Coup double !

En 2017. Jordan Peele nous avait gratifié du magnifique thriller horrifique Get Out. Les bons réalisateurs, il faut savoir les suivre. C’est donc d’une logique implacable de m’être intéressé à Us, arrivé sur nos écrans en 2019. Comme dans son premier métrage, Jordan Peele va donc nous présenter une situation normale tournant à l’horrifique, non sans y ajouter un peu de dénonciation. Ou comment de sympathiques vacances près de Santa Cruz peuvent se transformer en véritable cauchemar lorsque vous vous faites agresser par… vos doubles. Idée répandue mais peu exploitée dans les films d’horreur, le thème des Doppelgängers et la prise en main de M. Peele ne peuvent que nous convaincre de voir le film. Allons-nous voir double ? Le scénario vaut-il le coup ? Utiliser ce sujet pour un second film, coïncidence ? C’est le moment de chausser ses lunettes et de partir en visionnage. ATTENTION : cet article contient des spoilers

La famille Wilson part pour quelques jours de vacances dans leur maison près de Santa Cruz. Gabe (Winston Duke) s’achète un bateau ; sa femme Adelaide (Lupita Nyong’o) semble un peu soucieuse ; leur fille Zora (Shahadi Wright-Joseph) ne lâche pas son téléphone ; et le petit dernier Jason (Evan Alex) se trimballe toujours avec un masque en plastique. La nuit tombée, des intrus font irruption chez eux. Ils reconnaissent clairement leurs agresseurs ; il s’agit d’eux-mêmes.

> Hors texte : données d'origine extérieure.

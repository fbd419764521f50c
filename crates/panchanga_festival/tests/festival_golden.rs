//! Festival dates for 2024, resolved with the full engine at Delhi
//! (Lahiri ayanamsha) and checked against published almanac listings.

use panchanga_core::{DayConfig, DayDescriptor, Location, build_day_descriptor};
use panchanga_festival::{
    FESTIVALS, FestivalRule, Observance, RuleKind, resolve, resolve_festivals, rule_by_id,
};
use panchanga_time::CivilDate;

fn delhi() -> Location {
    Location::new(28.6139, 77.209, 216.0, 5.5)
}

fn window(start: CivilDate, len: u32) -> Vec<DayDescriptor> {
    let config = DayConfig::default();
    let mut days = Vec::new();
    let mut date = start;
    for _ in 0..len {
        days.push(build_day_descriptor(&delhi(), date, &config).unwrap());
        date = date.next_day();
    }
    days
}

fn date(year: i32, month: u32, day: u32) -> CivilDate {
    CivilDate::new(year, month, day).unwrap()
}

/// Diwali and Govardhana Puja land on November 1 and 2, 2024.
#[test]
fn diwali_week_2024() {
    let days = window(date(2024, 10, 30), 5);
    let got = resolve_festivals(&days, &FESTIVALS, &DayConfig::default()).unwrap();

    let diwali: Vec<_> = got.iter().filter(|o| o.rule_id == "diwali").collect();
    assert_eq!(diwali.len(), 1);
    assert_eq!(diwali[0].date, date(2024, 11, 1));
    assert!(!diwali[0].skipped);
    assert!(!diwali[0].extended);

    let govardhana: Vec<_> = got.iter().filter(|o| o.rule_id == "govardhana_puja").collect();
    assert_eq!(govardhana.len(), 1);
    assert_eq!(govardhana[0].date, date(2024, 11, 2));
}

/// Karva Chauth 2024: the Kartika Krishna Chaturthi began after the
/// October 20 sunrise and ended before the next one, so the day is a
/// real skipped-tithi case.
#[test]
fn karva_chauth_2024_is_skipped() {
    let days = window(date(2024, 10, 18), 5);
    let rule = rule_by_id("karva_chauth").unwrap();
    let got = resolve(rule, &days, &DayConfig::default()).unwrap();

    assert_eq!(got.len(), 1);
    assert_eq!(got[0].date, date(2024, 10, 20));
    assert!(got[0].skipped);
    assert!(!got[0].extended);
}

/// Makar Sankranti 2024: the Sun entered sidereal Makara in the small
/// hours of January 15 IST, well before that day's sunset.
#[test]
fn makar_sankranti_2024() {
    let days = window(date(2024, 1, 13), 4);
    let rule = rule_by_id("makar_sankranti").unwrap();
    let got = resolve(rule, &days, &DayConfig::default()).unwrap();

    assert_eq!(got.len(), 1);
    assert_eq!(got[0].date, date(2024, 1, 15));
    assert!(!got[0].skipped);
}

/// The Mesha crossing of April 13, 2024 fell after sunset, pushing the
/// solar new year to April 14.
#[test]
fn mesha_sankranti_2024_shifts_past_sunset() {
    let days = window(date(2024, 4, 12), 4);
    let rule = FestivalRule {
        id: "mesha_sankranti",
        name: "Mesha Sankranti",
        kind: RuleKind::Solar { longitude_deg: 0.0 },
        observance: Observance::FirstDay,
        description: "Solar new year.",
    };
    let got = resolve(&rule, &days, &DayConfig::default()).unwrap();

    assert_eq!(got.len(), 1);
    assert_eq!(got[0].date, date(2024, 4, 14));
}

/// Ganesh Chaturthi 2024 on September 7.
#[test]
fn ganesh_chaturthi_2024() {
    let days = window(date(2024, 9, 5), 4);
    let rule = rule_by_id("ganesh_chaturthi").unwrap();
    let got = resolve(rule, &days, &DayConfig::default()).unwrap();

    assert_eq!(got.len(), 1);
    assert_eq!(got[0].date, date(2024, 9, 7));
    assert!(!got[0].skipped);
}

/// Raksha Bandhan 2024 on August 19, via the full catalog.
#[test]
fn raksha_bandhan_2024() {
    let days = window(date(2024, 8, 17), 4);
    let got = resolve_festivals(&days, &FESTIVALS, &DayConfig::default()).unwrap();

    let rakhi: Vec<_> = got.iter().filter(|o| o.rule_id == "raksha_bandhan").collect();
    assert_eq!(rakhi.len(), 1);
    assert_eq!(rakhi[0].date, date(2024, 8, 19));

    // Occurrences come out date-ordered.
    for pair in got.windows(2) {
        assert!(pair[0].date <= pair[1].date);
    }
}
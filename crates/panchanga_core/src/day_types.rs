//! Day descriptor types.

use panchanga_ephem::AyanamshaSystem;
use panchanga_time::CivilDate;
use serde::{Deserialize, Serialize};

use crate::anga::{AngaSnapshot, Transition};
use crate::location::Location;
use crate::masa::MasaInfo;
use crate::muhurta::MuhurtaWindow;
use crate::riseset_types::RiseSetConfig;

/// Knobs for day assembly.
#[derive(Debug, Clone, Copy, PartialEq, Default, Serialize, Deserialize)]
pub struct DayConfig {
    pub ayanamsha: AyanamshaSystem,
    pub rise_set: RiseSetConfig,
}

/// How the day window is anchored.
#[derive(Debug, Clone, Copy, PartialEq, Eq, Serialize, Deserialize)]
pub enum DayBoundary {
    /// Normal day: the window opens at sunrise.
    Sunrise,
    /// Polar day without a sunrise: the window runs local midnight to
    /// local midnight instead.
    MidnightFallback {
        /// True under the midnight sun, false in polar night.
        midnight_sun: bool,
    },
}

/// The traditional daily spans. Only built for days with both a
/// sunrise and a sunset.
#[derive(Debug, Clone, PartialEq, Serialize, Deserialize)]
pub struct DayMuhurta {
    pub rahu_kala: MuhurtaWindow,
    pub yamaganda_kala: MuhurtaWindow,
    pub gulika_kala: MuhurtaWindow,
    pub abhijit: MuhurtaWindow,
    /// Varjyam spans overlapping the day window, one per touching
    /// nakshatra, unclipped.
    pub varjyam: Vec<MuhurtaWindow>,
}

/// Full description of one civil day at one location.
///
/// The day window is half-open: a transition landing exactly on
/// `window_end_jd` belongs to the next day.
#[derive(Debug, Clone, PartialEq, Serialize, Deserialize)]
pub struct DayDescriptor {
    pub date: CivilDate,
    pub location: Location,
    pub boundary: DayBoundary,
    /// Window start, UTC Julian Day: sunrise, or local midnight in the
    /// polar fallback.
    pub window_start_jd: f64,
    /// Window end: the next day's sunrise, or the next local midnight.
    pub window_end_jd: f64,
    /// Sunrise of this civil day, when it occurs.
    pub sunrise_jd: Option<f64>,
    /// Sunset of this civil day, when it occurs.
    pub sunset_jd: Option<f64>,
    /// The five limbs read at the window start.
    pub at_sunrise: AngaSnapshot,
    /// Amanta month in force at the window start.
    pub amanta_masa: MasaInfo,
    /// Purnimanta month in force at the window start.
    pub purnimanta_masa: MasaInfo,
    /// Limb changes inside the window, sorted by time.
    pub transitions: Vec<Transition>,
    pub muhurta: Option<DayMuhurta>,
}

impl DayDescriptor {
    /// Length of the day window in days.
    pub fn window_days(&self) -> f64 {
        self.window_end_jd - self.window_start_jd
    }
}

Le film commence par une introduction tout en finesse dans une fête foraine en 1986. La petite Adelaide est de sortie pour son anniversaire et s’en va fureter les environs hors de la vue protectrice de ses parents. Elle entre dans un étrange palais des miroirs où elle va se rencontrer elle-même. Ecran noir, le sujet des doubles est lancé, c’est le moment de démarrer.

On part sur un film horrifique tout à fait classique ; les vues aériennes, la présentation de la famille, l’immersion dans leur quotidien et, du moins pour Gabe, leur recherche de perfection par la possession matérielle. Cela est particulièrement marquant lors d’un dialogue avec l’un de ses amis à la plage, rendant explicite le fait que plus nous possédons de choses, plus notre statut augmente. 

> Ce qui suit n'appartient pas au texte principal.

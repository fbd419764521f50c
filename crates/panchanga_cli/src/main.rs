use clap::{Parser, Subcommand};
use panchanga::{Panchanga, PanchangaConfig};
use panchanga_core::{
    ALL_MASAS, ALL_NAKSHATRAS, ALL_TITHIS, ALL_VAARAS, ALL_YOGAS, AngaKind, DayBoundary,
    DayDescriptor, Location, MuhurtaWindow, RiseSetConfig, RiseSetResult, TITHI_SEGMENT_DEG,
    karana_for_slot, nakshatra_from_longitude, sun_times, tithi_at,
};
use panchanga_ephem::AyanamshaSystem;
use panchanga_festival::{FESTIVALS, RuleKind};
use panchanga_time::{CivilDate, UtcDateTime};

#[derive(Parser)]
#[command(name = "panchanga", about = "Panchanga computation CLI")]
struct Cli {
    #[command(subcommand)]
    command: Commands,
}

#[derive(Subcommand)]
enum Commands {
    /// Full day descriptor: limbs at sunrise, transitions, muhurta
    Day {
        /// Civil date (YYYY-MM-DD)
        #[arg(long)]
        date: String,
        /// Latitude in degrees (north positive)
        #[arg(long)]
        lat: f64,
        /// Longitude in degrees (east positive)
        #[arg(long)]
        lon: f64,
        /// Altitude in meters (default 0)
        #[arg(long, default_value = "0")]
        alt: f64,
        /// UTC offset in hours (IST = 5.5)
        #[arg(long, default_value = "0")]
        offset: f64,
        /// Ayanamsha: lahiri, true-lahiri, kp, raman, fagan-bradley
        #[arg(long, default_value = "lahiri")]
        ayanamsha: String,
        /// Emit JSON instead of text
        #[arg(long)]
        json: bool,
    },
    /// Festival occurrences over an inclusive date range
    Festivals {
        /// Range start (YYYY-MM-DD)
        #[arg(long)]
        from: String,
        /// Range end (YYYY-MM-DD)
        #[arg(long)]
        to: String,
        #[arg(long)]
        lat: f64,
        #[arg(long)]
        lon: f64,
        #[arg(long, default_value = "0")]
        alt: f64,
        #[arg(long, default_value = "0")]
        offset: f64,
        #[arg(long, default_value = "lahiri")]
        ayanamsha: String,
        #[arg(long)]
        json: bool,
    },
    /// Sunrise and sunset for a date and location
    Sun {
        #[arg(long)]
        date: String,
        #[arg(long)]
        lat: f64,
        #[arg(long)]
        lon: f64,
        #[arg(long, default_value = "0")]
        alt: f64,
        #[arg(long, default_value = "0")]
        offset: f64,
    },
    /// Tithi at a UTC instant
    Tithi {
        /// UTC datetime (YYYY-MM-DDThh:mm:ssZ)
        #[arg(long)]
        date: String,
    },
    /// Nakshatra from a sidereal longitude
    Nakshatra {
        /// Sidereal ecliptic longitude in degrees
        lon: f64,
    },
    /// List the built-in festival rules
    Rules,
}

fn parse_civil_date(s: &str) -> CivilDate {
    s.parse().unwrap_or_else(|e| {
        eprintln!("Invalid date '{s}': {e}");
        std::process::exit(1);
    })
}

fn parse_datetime(s: &str) -> UtcDateTime {
    s.parse().unwrap_or_else(|e| {
        eprintln!("Invalid datetime '{s}': {e}");
        std::process::exit(1);
    })
}

fn parse_ayanamsha(s: &str) -> AyanamshaSystem {
    match s.to_lowercase().as_str() {
        "lahiri" => AyanamshaSystem::Lahiri,
        "true-lahiri" | "truelahiri" => AyanamshaSystem::TrueLahiri,
        "kp" => AyanamshaSystem::KP,
        "raman" => AyanamshaSystem::Raman,
        "fagan-bradley" | "faganbradley" => AyanamshaSystem::FaganBradley,
        _ => {
            eprintln!("Invalid ayanamsha: {s}");
            eprintln!("Valid: lahiri (default), true-lahiri, kp, raman, fagan-bradley");
            std::process::exit(1);
        }
    }
}

fn build_engine(ayanamsha: &str) -> Panchanga {
    let config = PanchangaConfig {
        ayanamsha: parse_ayanamsha(ayanamsha),
        ..PanchangaConfig::default()
    };
    Panchanga::new(config).unwrap_or_else(|e| {
        eprintln!("Failed to build engine: {e}");
        std::process::exit(1);
    })
}

fn print_json<T: serde::Serialize>(value: &T) {
    match serde_json::to_string_pretty(value) {
        Ok(s) => println!("{s}"),
        Err(e) => {
            eprintln!("Failed to encode JSON: {e}");
            std::process::exit(1);
        }
    }
}

/// Format a UTC Julian Day as a timestamp rounded to the second.
fn format_jd(jd: f64) -> String {
    let t = UtcDateTime::from_jd(jd + 0.5 / 86_400.0);
    format!(
        "{:04}-{:02}-{:02}T{:02}:{:02}:{:02}Z",
        t.year,
        t.month,
        t.day,
        t.hour,
        t.minute,
        t.second.floor() as u32
    )
}

fn format_window(w: &MuhurtaWindow) -> String {
    format!("{} .. {}", format_jd(w.start_jd), format_jd(w.end_jd))
}

fn describe_rise_set(result: RiseSetResult) -> String {
    match result {
        RiseSetResult::Event { jd_utc, .. } => format_jd(jd_utc),
        RiseSetResult::NeverRises => "none (polar night)".to_string(),
        RiseSetResult::NeverSets => "none (midnight sun)".to_string(),
    }
}

fn anga_name(kind: AngaKind, index: u8) -> &'static str {
    let i = index as usize;
    match kind {
        AngaKind::Tithi => ALL_TITHIS.get(i).map_or("?", |t| t.name()),
        AngaKind::Vaara => ALL_VAARAS.get(i).map_or("?", |v| v.name()),
        AngaKind::Nakshatra => ALL_NAKSHATRAS.get(i).map_or("?", |n| n.name()),
        AngaKind::Yoga => ALL_YOGAS.get(i).map_or("?", |y| y.name()),
        AngaKind::Karana => karana_for_slot(index).name(),
        AngaKind::Masa => ALL_MASAS.get(i).map_or("?", |m| m.name()),
    }
}

fn adhika_prefix(adhika: bool) -> &'static str {
    if adhika { "Adhika " } else { "" }
}

fn print_day(day: &DayDescriptor) {
    let loc = &day.location;
    println!(
        "{} at lat {:.4} lon {:.4} (UTC{:+.2}h)",
        day.date, loc.latitude_deg, loc.longitude_deg, loc.utc_offset_hours
    );
    if let DayBoundary::MidnightFallback { midnight_sun } = day.boundary {
        let phase = if midnight_sun { "midnight sun" } else { "polar night" };
        println!("  ({phase}; window runs local midnight to midnight)");
    }
    match day.sunrise_jd {
        Some(jd) => println!("  sunrise:    {}", format_jd(jd)),
        None => println!("  sunrise:    none"),
    }
    match day.sunset_jd {
        Some(jd) => println!("  sunset:     {}", format_jd(jd)),
        None => println!("  sunset:     none"),
    }

    let at = &day.at_sunrise;
    println!(
        "  tithi:      {} ({} {}, {:.1}% elapsed)",
        at.tithi.tithi.name(),
        at.tithi.paksha.name(),
        at.tithi.tithi_in_paksha,
        at.tithi.degrees_in_tithi / TITHI_SEGMENT_DEG * 100.0
    );
    println!("  vaara:      {}", at.vaara.name());
    println!(
        "  nakshatra:  {} (pada {})",
        at.nakshatra.nakshatra.name(),
        at.nakshatra.pada
    );
    println!("  yoga:       {}", at.yoga.yoga.name());
    println!("  karana:     {}", at.karana.karana.name());
    println!(
        "  amanta masa:     {}{}",
        adhika_prefix(day.amanta_masa.adhika),
        day.amanta_masa.masa.name()
    );
    println!(
        "  purnimanta masa: {}{}",
        adhika_prefix(day.purnimanta_masa.adhika),
        day.purnimanta_masa.masa.name()
    );

    if !day.transitions.is_empty() {
        println!("  transitions:");
        for t in &day.transitions {
            println!(
                "    {:9} {} -> {} at {}",
                t.kind.name(),
                anga_name(t.kind, t.from_index),
                anga_name(t.kind, t.to_index),
                format_jd(t.jd_utc)
            );
        }
    }
    if let Some(m) = &day.muhurta {
        println!("  rahu kala:      {}", format_window(&m.rahu_kala));
        println!("  yamaganda kala: {}", format_window(&m.yamaganda_kala));
        println!("  gulika kala:    {}", format_window(&m.gulika_kala));
        println!("  abhijit:        {}", format_window(&m.abhijit));
        for v in &m.varjyam {
            println!("  varjyam:        {}", format_window(v));
        }
    }
}

fn main() {
    let cli = Cli::parse();

    match cli.command {
        Commands::Day {
            date,
            lat,
            lon,
            alt,
            offset,
            ayanamsha,
            json,
        } => {
            let engine = build_engine(&ayanamsha);
            let location = Location::new(lat, lon, alt, offset);
            let day = engine
                .day_descriptor(parse_civil_date(&date), &location)
                .unwrap_or_else(|e| {
                    eprintln!("Failed to build day: {e}");
                    std::process::exit(1);
                });
            if json {
                print_json(&*day);
            } else {
                print_day(&day);
            }
        }

        Commands::Festivals {
            from,
            to,
            lat,
            lon,
            alt,
            offset,
            ayanamsha,
            json,
        } => {
            let engine = build_engine(&ayanamsha);
            let location = Location::new(lat, lon, alt, offset);
            let occurrences = engine
                .festivals(parse_civil_date(&from), parse_civil_date(&to), &location)
                .unwrap_or_else(|e| {
                    eprintln!("Failed to resolve festivals: {e}");
                    std::process::exit(1);
                });
            if json {
                print_json(&occurrences);
            } else if occurrences.is_empty() {
                println!("No festivals between {from} and {to}");
            } else {
                for occ in &occurrences {
                    let mut flags = String::new();
                    if occ.skipped {
                        flags.push_str(" [skipped tithi]");
                    }
                    if occ.extended {
                        flags.push_str(" [extended tithi]");
                    }
                    println!("{}  {}{}", occ.date, occ.name, flags);
                }
            }
        }

        Commands::Sun {
            date,
            lat,
            lon,
            alt,
            offset,
        } => {
            let location = Location::new(lat, lon, alt, offset);
            let times = sun_times(&location, parse_civil_date(&date), &RiseSetConfig::default())
                .unwrap_or_else(|e| {
                    eprintln!("Failed to solve sun events: {e}");
                    std::process::exit(1);
                });
            println!("sunrise: {}", describe_rise_set(times.sunrise));
            println!("sunset:  {}", describe_rise_set(times.sunset));
        }

        Commands::Tithi { date } => {
            let instant = parse_datetime(&date);
            let info = tithi_at(instant.to_jd()).unwrap_or_else(|e| {
                eprintln!("Failed to compute tithi: {e}");
                std::process::exit(1);
            });
            println!(
                "{} (index {}, {} paksha, {:.2} deg into the tithi)",
                info.tithi.name(),
                info.tithi_index,
                info.paksha.name(),
                info.degrees_in_tithi
            );
        }

        Commands::Nakshatra { lon } => {
            let info = nakshatra_from_longitude(lon);
            println!(
                "{} (index {}) - Pada {} ({:.4} deg in nakshatra)",
                info.nakshatra.name(),
                info.nakshatra_index,
                info.pada,
                info.degrees_in_nakshatra
            );
        }

        Commands::Rules => {
            for rule in FESTIVALS.iter() {
                let when = match rule.kind {
                    RuleKind::Lunar { tithi, masa } => match masa {
                        Some(masa) => format!("{} of {}", tithi.name(), masa.name()),
                        None => tithi.name().to_string(),
                    },
                    RuleKind::Solar { longitude_deg } => {
                        format!("Sun at {longitude_deg:.0} deg sidereal")
                    }
                };
                println!("{:20} {} ({})", rule.id, rule.name, when);
            }
        }
    }
}
//! Civil time and Julian Day arithmetic for the panchanga engine.
//!
//! Provides:
//! - [`CivilDate`]: a proleptic Gregorian calendar date (the cache key and
//!   the unit a panchanga day is requested for)
//! - [`UtcDateTime`]: a full UTC timestamp with sub-second precision
//! - Gregorian calendar ↔ Julian Day conversions
//! - the ΔT (TT − UT) model used to evaluate the ephemeris, which is
//!   formulated in Terrestrial Time, from civil UTC instants
//!
//! All instants exchanged between crates are `f64` Julian Days. Functions
//! state in their name or docs whether they expect UTC or TT.

pub mod civil;
pub mod error;
pub mod julian;
pub mod scales;
pub mod sidereal;

pub use civil::{CivilDate, UtcDateTime};
pub use error::TimeError;
pub use julian::{
    J2000_JD, SECONDS_PER_DAY, calendar_to_jd, jd_to_calendar, jd_to_centuries, weekday_index,
};
pub use scales::{delta_t_seconds, tt_to_utc_jd, utc_to_tt_jd};
pub use sidereal::{gmst_deg, local_sidereal_deg};
//! Error types for calendar and time-scale conversions.

use std::error::Error;
use std::fmt::{Display, Formatter};

/// Errors from civil date validation or timestamp parsing.
#[derive(Debug, Clone, PartialEq)]
#[non_exhaustive]
pub enum TimeError {
    /// A calendar field is out of range (bad month, day, hour, ...).
    InvalidDate(&'static str),
    /// A date/time string did not match the expected layout.
    Parse(String),
}

impl Display for TimeError {
    fn fmt(&self, f: &mut Formatter<'_>) -> std::fmt::Result {
        match self {
            Self::InvalidDate(msg) => write!(f, "invalid date: {msg}"),
            Self::Parse(msg) => write!(f, "parse error: {msg}"),
        }
    }
}

impl Error for TimeError {}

Incluant quelques passages étranges (le coup du 11 : 11, l’apparente sensation de malaise d’Adelaide), le réalisateur nous plonge dans une routine familiale tout en nous laissant sur nos gardes. Puis, la nuit tombée, les choses prennent une tournure plus sombre (normal, me direz-vous). 

Quatre personnes se trouvent dans l’allée. Gabe tente de les faire fuir mais en vain. Elles parviennent finalement à entrer et là, surprise, il s’agit des versions tordues des propres habitants de la maison ; Red est Adelaide, Abraham est Gabe, Umbrae est Zora et Pluton est Jason. Abraham grogne et fait preuve d’une force incroyable, Umbrae a un regard complètement fou, Pluton porte un masque à la suite d’un incident découlant de sa passion pour le feu et Red semble être la seule à avoir la capacité de parler.

Démarre alors une séquence à la Funny Game, lorgnant clairement du côté du home invasion pour notre plus grand plaisir. La tension est palpable, on se pose plein de questions et bon sang, pourquoi est-ce qu’ils sont en train de causer à leurs doubles ? On suit l’histoire, le regard focalisé sur notre écran, notre palpitant augmentant légèrement son activité de minute en minute, jusqu’à ce que Red lance sa famille à la poursuite des Wilson.

On note l’incroyable capacité des acteurs dans les deux rôles respectifs à chacun. Mention spéciale à Lupita Nyong’o (Adelaide) jouant admirablement l’un comme l’autre et également à Shahadi Wright-Joseph (Zora), officiellement personnage le plus flippant du film. Tous les autres, y compris les amis des Wilson et également leurs doubles, se débrouillent impeccablement bien et arrivent à nous mettre dans le bain sans peine, feignant une folie dérangeante obtenant comme but un étrange malaise.

Tous les moyens sont bons pour rester en vie, quitte à devoir en finir avec leurs doubles respectifs. La famille va donc s’évader de sa maison pour quelques empoignes avec leur face à face avant de finalement terminer chez les Tyler, leurs amis habitant à quelques encablures de là. Stupéfaction, ces derniers ont également leurs alter-egos et ils sont tout autant avides de violence que Red et sa famille.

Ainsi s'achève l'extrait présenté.